It turns out that getting the length and item using java.lang.reflect.Array is slower than using our own utility methods which use instanceof and typecasts. At least on my JVM and with my benchmark.
When iterating a Java array (e.g. LongArray javaArray iterated like for (x in javaArray.array)) it's worthwhile avoiding the creation of the IntArray wrapper on which we immediately call toArray() and then throw away.
Using a simple microbenchmark (summing the first 100 longs held in a precomputed long[] 1,000,000 times), on my machine I get:
- A pure java version takes about 28ms
- The unoptimized ceylon version takes about 793ms
- The optimized ceylon version takes aboout 31ms

Obviously this is fairly encouraging, so I plan to start working on the dynamic version next. There are a few extra things worth checking for that one:

Does it slow things down for the non-Array iteration case? By how much?
How much does is increase the size of the compiled code?

I suspect the answer to both of those will be "negligable", but it's worth checking.

CeylonMigrationBot commented 10 years ago

[@tombentley] I've now implemented the same C-style for loop when iterating (static) ArraySequences. The equivalent benchmark (summing the first 100 ceylon.language.Integers held in a precomputed ArraySequence<Integer> 1,000,000 times) results are:

Unoptimized ceylon takes about 318ms
Optimized ceylon takes about 70ms

(It's not what this issue is about but just FTR: the benchmark doesn't see the GC effects of having a Java array of wrapped longs, so we can't really conclude anything about the relative perf of Array vs ArraySequence).

The main issue with what I've implemented so far is the loss of encapsulation of the fields of ArraySequence, as alluded to in #5190. For the moment I'm just using @Ignored getters on ArraySequence.

CeylonMigrationBot commented 10 years ago

[@gavinking] @tombentley excellent!

CeylonMigrationBot commented 10 years ago

[@tombentley] I've now got the dynamic version of this optimization working (i.e. where all we know at compile time is that we have an Iterable and so we translate to a loop like @gavinking proposed above so that we use indexed access on values whose runtime type is Arrays or ArraySequences).
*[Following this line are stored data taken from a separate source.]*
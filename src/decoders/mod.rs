//! Stream filter pipeline.
//!
//! Filters are applied left to right as listed in a stream's `/Filter`
//! entry, each with the parameter dictionary at the same position in
//! `/DecodeParms`:
//! - FlateDecode, LZWDecode (external codecs) followed by a PNG/TIFF predictor
//! - ASCIIHexDecode, ASCII85Decode, RunLengthDecode
//! - CCITTFaxDecode (Modified Huffman, Group 3 2-D and Group 4)
//! - DCTDecode and JPXDecode are image codecs: decoding stops there and the
//!   remaining bytes are handed to the image resolver.
//!
//! The text encoders and the Flate/LZW encoders exist for round-trips and for
//! compressing streams on save.

use crate::config::OpenOptions;
use crate::error::{Error, Result};
use crate::object::{Dictionary, DictionaryExt, Object};

mod ascii85;
mod ascii_hex;
mod ccitt;
mod dct;
mod flate;
mod lzw;
mod predictor;
mod runlength;

pub use ascii_hex::{AsciiHexDecoder, encode_ascii_hex};
pub use ascii85::{Ascii85Decoder, encode_ascii85};
pub use ccitt::{CcittFaxDecoder, CcittParams};
pub use dct::{DctDecoder, JpegInfo, decode_jpeg, probe_jpeg};
pub use flate::{FlateDecoder, encode_flate};
pub use lzw::{LzwDecoder, encode_lzw};
pub use predictor::{DecodeParams, decode_predictor};
pub use runlength::{RunLengthDecoder, encode_run_length};

/// PDF stream filter types.
#[derive(Debug, Clone, Copy, PartialEq, Eq)]
pub enum Filter {
    /// FlateDecode (zlib/deflate)
    FlateDecode,
    /// ASCIIHexDecode
    ASCIIHexDecode,
    /// ASCII85Decode
    ASCII85Decode,
    /// LZWDecode
    LZWDecode,
    /// RunLengthDecode
    RunLengthDecode,
    /// CCITTFaxDecode
    CCITTFaxDecode,
    /// DCTDecode (JPEG)
    DCTDecode,
    /// JPXDecode (JPEG 2000)
    JPXDecode,
}

impl Filter {
    /// Look up a filter by its full or abbreviated (inline image) name.
    pub fn from_name(name: &str) -> Option<Filter> {
        Some(match name {
            "FlateDecode" | "Fl" => Filter::FlateDecode,
            "ASCIIHexDecode" | "AHx" => Filter::ASCIIHexDecode,
            "ASCII85Decode" | "A85" => Filter::ASCII85Decode,
            "LZWDecode" | "LZW" => Filter::LZWDecode,
            "RunLengthDecode" | "RL" => Filter::RunLengthDecode,
            "CCITTFaxDecode" | "CCF" => Filter::CCITTFaxDecode,
            "DCTDecode" | "DCT" => Filter::DCTDecode,
            "JPXDecode" => Filter::JPXDecode,
            _ => return None,
        })
    }

    /// Full filter name.
    pub fn name(&self) -> &'static str {
        match self {
            Filter::FlateDecode => "FlateDecode",
            Filter::ASCIIHexDecode => "ASCIIHexDecode",
            Filter::ASCII85Decode => "ASCII85Decode",
            Filter::LZWDecode => "LZWDecode",
            Filter::RunLengthDecode => "RunLengthDecode",
            Filter::CCITTFaxDecode => "CCITTFaxDecode",
            Filter::DCTDecode => "DCTDecode",
            Filter::JPXDecode => "JPXDecode",
        }
    }

    /// Image codecs that the pipeline passes through untouched.
    pub fn is_image_codec(&self) -> bool {
        matches!(self, Filter::DCTDecode | Filter::JPXDecode)
    }
}

/// Trait for PDF stream decoders.
pub trait StreamDecoder {
    /// Decode the input data.
    fn decode(&self, input: &[u8]) -> Result<Vec<u8>>;

    /// Get the name of this decoder (e.g., "FlateDecode").
    fn name(&self) -> &str;
}

/// One stage of a filter chain.
#[derive(Debug, Clone, PartialEq)]
pub struct FilterStage {
    /// Filter applied at this stage
    pub filter: Filter,
    /// Its `DecodeParms` dictionary (empty when absent or null)
    pub params: Dictionary,
}

/// Read `/Filter` and `/DecodeParms` (or the inline-image `F`/`DP`) from a
/// stream dictionary.
pub fn filter_chain(dict: &Dictionary) -> Result<Vec<FilterStage>> {
    let filters = dict.get("Filter").or_else(|| dict.get("F"));
    let params = dict.get("DecodeParms").or_else(|| dict.get("DP"));

    let names: Vec<&Object> = match filters {
        None | Some(Object::Null) => return Ok(Vec::new()),
        Some(Object::Array(items)) => items.iter().collect(),
        Some(single) => vec![single],
    };

    let param_at = |i: usize| -> Dictionary {
        match params {
            Some(Object::Array(items)) => items.get(i).and_then(Object::as_dict).cloned().unwrap_or_default(),
            Some(other) if i == 0 => other.as_dict().cloned().unwrap_or_default(),
            _ => Dictionary::new(),
        }
    };

    names
        .into_iter()
        .enumerate()
        .map(|(i, obj)| {
            let name = obj
                .as_name()
                .ok_or_else(|| Error::filter("Filter", format!("filter entry is a {}", obj.type_name())))?;
            let filter = Filter::from_name(name).ok_or_else(|| Error::filter(name, "unsupported filter"))?;
            Ok(FilterStage {
                filter,
                params: param_at(i),
            })
        })
        .collect()
}

/// Security limits applied after every stage.
#[derive(Debug, Clone, Copy, PartialEq, Eq)]
pub struct DecodeLimits {
    /// Maximum output size in bytes (0 = unlimited)
    pub max_size: usize,
    /// Maximum output:input ratio (0 = unlimited)
    pub max_ratio: u32,
}

impl Default for DecodeLimits {
    fn default() -> Self {
        Self::from(&OpenOptions::default())
    }
}

impl From<&OpenOptions> for DecodeLimits {
    fn from(options: &OpenOptions) -> Self {
        Self {
            max_size: options.max_decompressed_size,
            max_ratio: options.max_decompression_ratio,
        }
    }
}

impl DecodeLimits {
    fn check(&self, filter: Filter, input_len: usize, output_len: usize) -> Result<()> {
        if self.max_size > 0 && output_len > self.max_size {
            return Err(Error::filter(
                filter.name(),
                format!("decompressed size {} exceeds limit {}", output_len, self.max_size),
            ));
        }
        if self.max_ratio > 0 && input_len > 0 {
            let ratio = output_len as u64 / input_len as u64;
            if ratio > self.max_ratio as u64 {
                return Err(Error::filter(
                    filter.name(),
                    format!("decompression ratio {}:1 exceeds limit {}:1", ratio, self.max_ratio),
                ));
            }
        }
        Ok(())
    }
}

/// Output of the pipeline.
#[derive(Debug, Clone, PartialEq)]
pub struct DecodedStream {
    /// Decoded bytes (still image-codec encoded when `image_codec` is set)
    pub data: Vec<u8>,
    /// Image codec the pipeline stopped at, with its parameters
    pub image_codec: Option<FilterStage>,
}

/// Apply a single filter stage.
pub fn decode(data: &[u8], filter: Filter, params: &Dictionary) -> Result<Vec<u8>> {
    let decoded = match filter {
        Filter::FlateDecode => FlateDecoder.decode(data)?,
        Filter::LZWDecode => LzwDecoder::from_params(params).decode(data)?,
        Filter::ASCIIHexDecode => AsciiHexDecoder.decode(data)?,
        Filter::ASCII85Decode => Ascii85Decoder.decode(data)?,
        Filter::RunLengthDecode => RunLengthDecoder.decode(data)?,
        Filter::CCITTFaxDecode => CcittFaxDecoder::new(CcittParams::from_dict(params)).decode(data)?,
        Filter::DCTDecode => DctDecoder.decode(data)?,
        Filter::JPXDecode => data.to_vec(),
    };

    if matches!(filter, Filter::FlateDecode | Filter::LZWDecode) {
        let predictor = DecodeParams::from_dict(params);
        if predictor.predictor > 1 {
            return decode_predictor(&decoded, &predictor);
        }
    }

    Ok(decoded)
}

/// Decode a stream payload through the chain named in its dictionary.
pub fn decode_stream(data: &[u8], dict: &Dictionary, limits: &DecodeLimits) -> Result<DecodedStream> {
    let chain = filter_chain(dict)?;
    decode_chain(data, &chain, limits)
}

/// Decode through an explicit chain.
pub fn decode_chain(data: &[u8], chain: &[FilterStage], limits: &DecodeLimits) -> Result<DecodedStream> {
    let mut current = data.to_vec();

    for stage in chain {
        if stage.filter.is_image_codec() {
            return Ok(DecodedStream {
                data: current,
                image_codec: Some(stage.clone()),
            });
        }
        let input_len = current.len();
        current = decode(&current, stage.filter, &stage.params)?;
        limits.check(stage.filter, input_len, current.len())?;
    }

    Ok(DecodedStream {
        data: current,
        image_codec: None,
    })
}

/// Decode by filter name, the way callers holding only a name do.
pub fn decode_by_name(data: &[u8], filter_name: &str, params: &Dictionary) -> Result<Vec<u8>> {
    let filter = Filter::from_name(filter_name).ok_or_else(|| Error::filter(filter_name, "unsupported filter"))?;
    decode(data, filter, params)
}

/// Integer parameter with a default.
pub(crate) fn param_int(params: &Dictionary, key: &str, default: i64) -> i64 {
    params.get_int(key).unwrap_or(default)
}

#[cfg(test)]
mod tests {
    use super::*;
    use crate::dict;

    #[test]
    fn test_filter_names_and_abbreviations() {
        assert_eq!(Filter::from_name("AHx"), Some(Filter::ASCIIHexDecode));
        assert_eq!(Filter::from_name("CCF"), Some(Filter::CCITTFaxDecode));
        assert_eq!(Filter::from_name("Fl"), Some(Filter::FlateDecode));
        assert_eq!(Filter::from_name("JBIG2Decode"), None);
        assert_eq!(Filter::DCTDecode.name(), "DCTDecode");
    }

    #[test]
    fn test_no_filters_is_identity() {
        let out = decode_stream(b"Hello", &Dictionary::new(), &DecodeLimits::default()).unwrap();
        assert_eq!(out.data, b"Hello");
        assert!(out.image_codec.is_none());
    }

    #[test]
    fn test_unsupported_filter() {
        let d = dict! { "Filter" => Object::name("JBIG2Decode") };
        let err = decode_stream(b"x", &d, &DecodeLimits::default()).unwrap_err();
        assert!(matches!(err, Error::FilterDecodeFailure { .. }));
    }

    #[test]
    fn test_chain_applies_left_to_right() {
        // ASCIIHex of the ASCII85 text for "Test"
        let a85 = encode_ascii85(b"Test");
        let hex = encode_ascii_hex(&a85);
        let d = dict! {
            "Filter" => Object::Array(vec![Object::name("ASCIIHexDecode"), Object::name("ASCII85Decode")]),
        };
        let out = decode_stream(&hex, &d, &DecodeLimits::default()).unwrap();
        assert_eq!(out.data, b"Test");
    }

    #[test]
    fn test_decode_parms_taken_positionally() {
        // One PNG row of 3 bytes behind an ASCIIHex stage
        let flate = encode_flate(&[1, 10, 5, 5]).unwrap();
        let hex = encode_ascii_hex(&flate);
        let d = dict! {
            "Filter" => Object::Array(vec![Object::name("ASCIIHexDecode"), Object::name("FlateDecode")]),
            "DecodeParms" => Object::Array(vec![
                Object::Null,
                Object::Dictionary(dict! { "Predictor" => Object::Integer(12), "Columns" => Object::Integer(3) }),
            ]),
        };
        let out = decode_stream(&hex, &d, &DecodeLimits::default()).unwrap();
        // The row carries a Sub tag
        assert_eq!(out.data, vec![10, 15, 20]);
    }

    #[test]
    fn test_dct_stops_pipeline() {
        let hex = encode_ascii_hex(b"\xFF\xD8\xFF\xD9");
        let d = dict! {
            "Filter" => Object::Array(vec![Object::name("AHx"), Object::name("DCTDecode")]),
        };
        let out = decode_stream(&hex, &d, &DecodeLimits::default()).unwrap();
        assert_eq!(out.data, b"\xFF\xD8\xFF\xD9");
        assert_eq!(out.image_codec.map(|s| s.filter), Some(Filter::DCTDecode));
    }

    #[test]
    fn test_size_limit() {
        let big = vec![0u8; 10_000];
        let flate = encode_flate(&big).unwrap();
        let d = dict! { "Filter" => Object::name("FlateDecode") };
        let limits = DecodeLimits {
            max_size: 1000,
            max_ratio: 0,
        };
        assert!(decode_stream(&flate, &d, &limits).is_err());
    }

    #[test]
    fn test_decode_by_name() {
        assert_eq!(decode_by_name(b"414243>", "ASCIIHexDecode", &Dictionary::new()).unwrap(), b"ABC");
        assert!(decode_by_name(b"", "Nope", &Dictionary::new()).is_err());
    }
}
Unsurprisingly the results (with a single microbenchmark on my machine with my JVM) are mixed.

JVM can optimize away the type checks

The "best case" scenario is where the JVM is sufficiently warmed up that it's had time to profile and optimize the loop, and the loop is only executes with a single type at runtime. This means that the JVM probably noticed that the loop only executed with the given runtime type and optimized for that case (i.e. all those conditionals got optimized out). Each run was performed in a separate JVM.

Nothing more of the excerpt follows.